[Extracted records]
--- START ---
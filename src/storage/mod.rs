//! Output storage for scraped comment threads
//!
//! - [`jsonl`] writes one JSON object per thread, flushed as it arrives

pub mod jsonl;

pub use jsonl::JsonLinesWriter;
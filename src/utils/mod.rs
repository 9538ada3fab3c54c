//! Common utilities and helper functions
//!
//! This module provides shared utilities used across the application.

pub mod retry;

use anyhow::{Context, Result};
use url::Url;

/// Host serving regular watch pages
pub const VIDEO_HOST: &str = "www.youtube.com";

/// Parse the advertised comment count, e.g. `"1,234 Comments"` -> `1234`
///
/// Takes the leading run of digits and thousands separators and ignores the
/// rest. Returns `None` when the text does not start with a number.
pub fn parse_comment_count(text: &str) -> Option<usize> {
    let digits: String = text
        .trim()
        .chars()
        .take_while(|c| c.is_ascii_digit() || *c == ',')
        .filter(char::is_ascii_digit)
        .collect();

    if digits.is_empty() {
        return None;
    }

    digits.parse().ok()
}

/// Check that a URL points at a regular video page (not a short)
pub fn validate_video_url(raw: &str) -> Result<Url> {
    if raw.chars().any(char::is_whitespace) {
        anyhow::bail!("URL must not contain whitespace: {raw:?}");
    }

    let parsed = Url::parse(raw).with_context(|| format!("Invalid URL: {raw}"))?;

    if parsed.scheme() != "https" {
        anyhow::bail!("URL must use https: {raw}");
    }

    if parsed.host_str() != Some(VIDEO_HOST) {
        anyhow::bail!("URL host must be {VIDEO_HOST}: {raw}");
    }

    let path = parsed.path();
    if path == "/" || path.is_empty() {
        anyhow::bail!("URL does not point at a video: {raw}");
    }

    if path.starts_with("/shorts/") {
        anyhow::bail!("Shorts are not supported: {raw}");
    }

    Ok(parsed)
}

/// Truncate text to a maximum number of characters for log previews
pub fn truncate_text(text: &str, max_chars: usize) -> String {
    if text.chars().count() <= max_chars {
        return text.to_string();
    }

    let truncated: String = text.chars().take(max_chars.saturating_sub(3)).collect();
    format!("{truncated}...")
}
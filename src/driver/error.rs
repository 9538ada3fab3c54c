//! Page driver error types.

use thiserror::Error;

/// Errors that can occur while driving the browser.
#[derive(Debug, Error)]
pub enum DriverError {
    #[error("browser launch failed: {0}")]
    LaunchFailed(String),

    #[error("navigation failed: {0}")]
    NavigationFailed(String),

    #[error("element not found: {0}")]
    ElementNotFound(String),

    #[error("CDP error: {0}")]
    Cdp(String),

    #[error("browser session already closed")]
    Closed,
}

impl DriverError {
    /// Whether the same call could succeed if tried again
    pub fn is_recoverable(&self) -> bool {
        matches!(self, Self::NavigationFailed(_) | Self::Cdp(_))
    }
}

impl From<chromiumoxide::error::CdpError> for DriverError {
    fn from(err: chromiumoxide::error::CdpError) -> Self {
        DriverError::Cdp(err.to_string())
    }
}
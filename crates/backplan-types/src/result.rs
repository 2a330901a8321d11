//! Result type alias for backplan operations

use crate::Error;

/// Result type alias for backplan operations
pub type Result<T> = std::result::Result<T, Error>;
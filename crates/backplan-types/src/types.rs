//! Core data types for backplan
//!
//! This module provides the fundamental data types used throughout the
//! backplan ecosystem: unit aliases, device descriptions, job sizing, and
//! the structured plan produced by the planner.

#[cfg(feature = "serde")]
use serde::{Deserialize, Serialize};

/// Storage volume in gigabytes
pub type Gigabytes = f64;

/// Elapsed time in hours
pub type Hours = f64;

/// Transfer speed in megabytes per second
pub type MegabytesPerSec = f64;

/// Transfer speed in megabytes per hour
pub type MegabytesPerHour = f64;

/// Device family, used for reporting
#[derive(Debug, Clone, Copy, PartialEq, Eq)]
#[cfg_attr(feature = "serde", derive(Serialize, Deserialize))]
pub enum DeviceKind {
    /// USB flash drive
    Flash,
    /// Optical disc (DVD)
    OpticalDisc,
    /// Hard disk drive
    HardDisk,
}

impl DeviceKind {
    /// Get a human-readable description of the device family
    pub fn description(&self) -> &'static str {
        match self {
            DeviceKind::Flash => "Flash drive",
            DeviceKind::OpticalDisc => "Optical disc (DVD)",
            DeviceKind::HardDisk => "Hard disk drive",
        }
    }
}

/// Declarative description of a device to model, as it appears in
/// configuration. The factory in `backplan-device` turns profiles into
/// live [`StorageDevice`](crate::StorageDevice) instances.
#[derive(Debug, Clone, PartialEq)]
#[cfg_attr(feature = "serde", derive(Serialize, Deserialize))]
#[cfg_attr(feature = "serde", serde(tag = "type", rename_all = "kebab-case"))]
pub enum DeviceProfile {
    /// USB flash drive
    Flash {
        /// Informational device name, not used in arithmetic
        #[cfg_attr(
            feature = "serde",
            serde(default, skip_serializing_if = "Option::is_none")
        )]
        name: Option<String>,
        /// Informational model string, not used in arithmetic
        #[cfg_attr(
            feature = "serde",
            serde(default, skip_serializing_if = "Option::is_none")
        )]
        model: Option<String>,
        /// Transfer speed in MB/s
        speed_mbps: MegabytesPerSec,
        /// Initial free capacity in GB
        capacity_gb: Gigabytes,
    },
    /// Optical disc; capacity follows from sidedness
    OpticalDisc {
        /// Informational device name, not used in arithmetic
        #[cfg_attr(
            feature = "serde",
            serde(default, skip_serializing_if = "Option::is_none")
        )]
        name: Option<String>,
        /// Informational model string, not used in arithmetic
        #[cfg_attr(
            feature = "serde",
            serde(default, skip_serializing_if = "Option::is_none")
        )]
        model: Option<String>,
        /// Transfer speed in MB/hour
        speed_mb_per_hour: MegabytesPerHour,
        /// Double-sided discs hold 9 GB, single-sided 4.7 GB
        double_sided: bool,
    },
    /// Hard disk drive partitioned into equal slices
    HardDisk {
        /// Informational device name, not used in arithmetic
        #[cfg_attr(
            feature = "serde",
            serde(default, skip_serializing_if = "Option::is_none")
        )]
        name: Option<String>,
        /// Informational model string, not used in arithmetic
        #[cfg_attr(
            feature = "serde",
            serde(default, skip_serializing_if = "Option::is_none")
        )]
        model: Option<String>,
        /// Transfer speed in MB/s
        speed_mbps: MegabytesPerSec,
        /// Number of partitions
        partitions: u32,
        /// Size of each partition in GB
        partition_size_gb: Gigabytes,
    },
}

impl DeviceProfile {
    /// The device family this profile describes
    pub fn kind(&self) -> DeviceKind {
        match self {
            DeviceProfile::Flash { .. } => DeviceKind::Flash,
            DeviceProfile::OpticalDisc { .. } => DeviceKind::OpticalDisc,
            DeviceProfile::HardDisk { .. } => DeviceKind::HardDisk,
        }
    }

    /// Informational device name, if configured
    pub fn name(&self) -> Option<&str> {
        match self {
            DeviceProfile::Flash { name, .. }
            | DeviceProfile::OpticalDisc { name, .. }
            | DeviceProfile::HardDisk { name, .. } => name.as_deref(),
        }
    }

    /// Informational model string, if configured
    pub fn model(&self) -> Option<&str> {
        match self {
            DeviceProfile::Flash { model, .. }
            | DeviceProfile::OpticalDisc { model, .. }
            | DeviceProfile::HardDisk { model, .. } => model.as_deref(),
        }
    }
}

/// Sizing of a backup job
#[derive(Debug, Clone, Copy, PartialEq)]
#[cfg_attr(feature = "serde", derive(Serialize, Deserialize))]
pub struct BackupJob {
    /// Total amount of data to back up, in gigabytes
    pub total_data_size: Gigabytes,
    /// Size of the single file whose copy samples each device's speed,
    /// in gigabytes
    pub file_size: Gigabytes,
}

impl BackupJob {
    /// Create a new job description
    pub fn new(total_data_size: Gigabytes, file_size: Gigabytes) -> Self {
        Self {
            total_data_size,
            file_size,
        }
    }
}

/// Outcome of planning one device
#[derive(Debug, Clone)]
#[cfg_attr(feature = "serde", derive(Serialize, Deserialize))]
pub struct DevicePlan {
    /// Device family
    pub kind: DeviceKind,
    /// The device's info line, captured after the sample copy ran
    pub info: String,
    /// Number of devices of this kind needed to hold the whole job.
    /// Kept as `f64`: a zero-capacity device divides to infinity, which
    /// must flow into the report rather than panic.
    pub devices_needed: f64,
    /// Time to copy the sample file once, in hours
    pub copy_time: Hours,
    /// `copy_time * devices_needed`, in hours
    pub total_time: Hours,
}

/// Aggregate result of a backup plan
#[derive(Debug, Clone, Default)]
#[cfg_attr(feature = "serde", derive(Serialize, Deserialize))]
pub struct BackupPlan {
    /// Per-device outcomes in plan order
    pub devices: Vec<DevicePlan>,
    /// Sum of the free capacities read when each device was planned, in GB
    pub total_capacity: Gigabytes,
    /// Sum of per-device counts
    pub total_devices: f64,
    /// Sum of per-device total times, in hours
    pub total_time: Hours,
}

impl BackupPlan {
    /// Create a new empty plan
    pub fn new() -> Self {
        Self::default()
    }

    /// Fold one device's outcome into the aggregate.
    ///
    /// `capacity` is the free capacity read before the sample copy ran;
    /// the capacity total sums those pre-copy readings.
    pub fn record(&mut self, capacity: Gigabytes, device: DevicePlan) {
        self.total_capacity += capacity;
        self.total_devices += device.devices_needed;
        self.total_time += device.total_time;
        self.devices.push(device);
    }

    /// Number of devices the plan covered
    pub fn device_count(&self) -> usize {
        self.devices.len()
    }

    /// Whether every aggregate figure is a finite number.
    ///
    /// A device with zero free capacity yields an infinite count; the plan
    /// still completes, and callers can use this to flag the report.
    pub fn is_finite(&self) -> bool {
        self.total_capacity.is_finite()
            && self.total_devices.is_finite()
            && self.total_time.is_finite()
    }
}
--- END ---
--- START ---
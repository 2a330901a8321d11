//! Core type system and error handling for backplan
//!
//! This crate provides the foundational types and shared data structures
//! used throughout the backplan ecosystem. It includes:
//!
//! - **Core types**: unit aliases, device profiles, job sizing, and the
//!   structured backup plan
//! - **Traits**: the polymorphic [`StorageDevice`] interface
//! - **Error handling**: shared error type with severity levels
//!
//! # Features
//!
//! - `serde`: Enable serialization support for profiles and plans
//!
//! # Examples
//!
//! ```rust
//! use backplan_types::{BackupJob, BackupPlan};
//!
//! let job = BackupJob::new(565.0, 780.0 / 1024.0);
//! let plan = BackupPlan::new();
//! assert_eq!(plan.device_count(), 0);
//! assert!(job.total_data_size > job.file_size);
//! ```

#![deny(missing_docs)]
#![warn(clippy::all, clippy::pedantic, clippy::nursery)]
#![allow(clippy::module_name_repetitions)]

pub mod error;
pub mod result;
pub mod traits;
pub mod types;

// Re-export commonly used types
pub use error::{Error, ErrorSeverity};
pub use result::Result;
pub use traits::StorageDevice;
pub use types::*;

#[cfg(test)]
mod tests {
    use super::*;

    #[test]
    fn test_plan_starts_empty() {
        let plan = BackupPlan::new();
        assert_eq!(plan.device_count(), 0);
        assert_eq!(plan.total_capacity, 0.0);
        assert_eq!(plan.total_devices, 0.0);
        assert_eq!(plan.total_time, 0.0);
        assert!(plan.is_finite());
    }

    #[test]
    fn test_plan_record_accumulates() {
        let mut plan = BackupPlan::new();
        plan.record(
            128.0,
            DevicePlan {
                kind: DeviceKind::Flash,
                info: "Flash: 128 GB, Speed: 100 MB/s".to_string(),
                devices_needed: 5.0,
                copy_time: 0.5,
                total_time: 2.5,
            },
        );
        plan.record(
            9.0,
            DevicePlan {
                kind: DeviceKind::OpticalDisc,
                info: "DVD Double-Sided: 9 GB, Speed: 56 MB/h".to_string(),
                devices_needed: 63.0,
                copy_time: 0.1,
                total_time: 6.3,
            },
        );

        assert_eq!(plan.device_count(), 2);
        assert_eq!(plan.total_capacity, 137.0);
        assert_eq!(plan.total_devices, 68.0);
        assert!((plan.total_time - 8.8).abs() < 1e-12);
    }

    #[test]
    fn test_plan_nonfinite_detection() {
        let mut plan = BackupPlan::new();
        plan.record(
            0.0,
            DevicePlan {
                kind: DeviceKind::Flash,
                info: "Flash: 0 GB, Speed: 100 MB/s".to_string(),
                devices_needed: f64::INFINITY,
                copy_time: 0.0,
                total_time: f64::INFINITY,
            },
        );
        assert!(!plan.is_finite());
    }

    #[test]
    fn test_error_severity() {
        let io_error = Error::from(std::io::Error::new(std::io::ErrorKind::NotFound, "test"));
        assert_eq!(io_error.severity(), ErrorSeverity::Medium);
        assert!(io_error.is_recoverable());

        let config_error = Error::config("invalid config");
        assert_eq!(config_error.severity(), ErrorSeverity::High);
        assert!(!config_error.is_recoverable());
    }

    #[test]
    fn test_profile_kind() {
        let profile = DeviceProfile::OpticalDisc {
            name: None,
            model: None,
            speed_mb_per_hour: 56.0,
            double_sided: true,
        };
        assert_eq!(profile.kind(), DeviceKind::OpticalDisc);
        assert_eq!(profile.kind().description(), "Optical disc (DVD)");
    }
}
--- END ---
[WHAT THIS TASK INVOLVES] The answer must be one number, the count of lines above that hold the word "free".

[EXERCISE OUTPUT] 4